Our Legislature has utilized its power to limit or eliminate defendant liability in certain cases. See, e.g., M.C.L. § 691.1407 (governmental immunity from tort liability); MCL 418.131 (worker's compensation is exclusive remedy against an employer); MCL 324.73301 (limitation of landowners' liability for injuries to guests to gross negligence or willful and wanton misconduct). In addition, through statutes of limitation or repose, our Legislature limits the time in which a plaintiff can bring an action, thereby preventing causes of action that it deems stale. See, e.g., M.C.L. § 600.5805 (statute of limitations for injuries to persons or property). Because our Legislature can change, amend, or repeal the common-law or statutory provisions and because that power allows it to limit or completely eliminate actions, we find that it logically follows that the Legislature may limit a plaintiff's remedy. We, like the Supreme Court of Idaho, "can discern no logical reason why a statutory limitation on a plaintiff's remedy is any different than other permissible limitations on the ability of plaintiffs to recover in tort actions." Kirkland, supra at 468, 4 P.3d 1115.

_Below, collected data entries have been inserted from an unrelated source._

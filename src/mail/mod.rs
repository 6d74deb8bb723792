//! Inbound mail: mailbox client, decoding, radicado extraction, sync loop.

pub mod mailbox;
pub mod model;
pub mod parse;
pub mod radicado;
pub mod routes;
pub mod sync;

pub use mailbox::{GmailConfig, GmailMailbox, Mailbox};
pub use model::{AttachmentMeta, Email};
pub use sync::{MailSync, SyncConfig, SyncOutcome, SyncReport, SyncStatus, spawn_sync_loop};
//! Service configuration, read from environment variables.

use std::path::PathBuf;
use std::str::FromStr;

use crate::error::ConfigError;
use crate::mail::mailbox::GmailConfig;
use crate::mail::sync::SyncConfig;
use crate::notify::SmtpConfig;

/// Parse `key` if set, otherwise return `default`. A value that is set but
/// does not parse is an error, not a silent fallback.
pub fn env_or<T>(key: &str, default: T) -> Result<T, ConfigError>
where
    T: FromStr,
    T::Err: std::fmt::Display,
{
    match std::env::var(key) {
        Ok(raw) if !raw.trim().is_empty() => {
            raw.trim().parse().map_err(|e: T::Err| ConfigError::InvalidValue {
                key: key.to_string(),
                message: format!("{raw:?}: {e}"),
            })
        }
        _ => Ok(default),
    }
}

/// Everything the binary needs to start.
#[derive(Debug, Clone)]
pub struct AppConfig {
    pub db_path: PathBuf,
    pub http_port: u16,
    /// Rolling log directory; stdout only when unset.
    pub log_dir: Option<PathBuf>,
    /// Gmail sync is disabled when `None`.
    pub gmail: Option<GmailConfig>,
    pub sync: SyncConfig,
    /// Notification mail is disabled when `None`.
    pub smtp: Option<SmtpConfig>,
}

impl AppConfig {
    pub fn from_env() -> Result<Self, ConfigError> {
        let db_path = std::env::var("LLANOGAS_DB_PATH")
            .unwrap_or_else(|_| "./data/llanogas.db".to_string());
        let log_dir = std::env::var("LLANOGAS_LOG_DIR")
            .ok()
            .filter(|s| !s.trim().is_empty())
            .map(PathBuf::from);

        Ok(Self {
            db_path: PathBuf::from(db_path),
            http_port: env_or("LLANOGAS_HTTP_PORT", 8080)?,
            log_dir,
            gmail: GmailConfig::from_env()?,
            sync: SyncConfig::from_env()?,
            smtp: SmtpConfig::from_env()?,
        })
    }
}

Nor do we believe that at the time the Constitution of 1963 was adopted, the intent was to prohibit the Legislature from addressing appropriate damages. A number of Michigan statutes at that time provided, and continue to provide, for double or treble damages in civil actions. See, e.g., M.C.L. § 230.7 (providing treble damages for injuries to bridges); MCL 429.103 (providing double the amount of damages sustained by breach contract of sale for Michigan wheat). Although these statutes increase, rather...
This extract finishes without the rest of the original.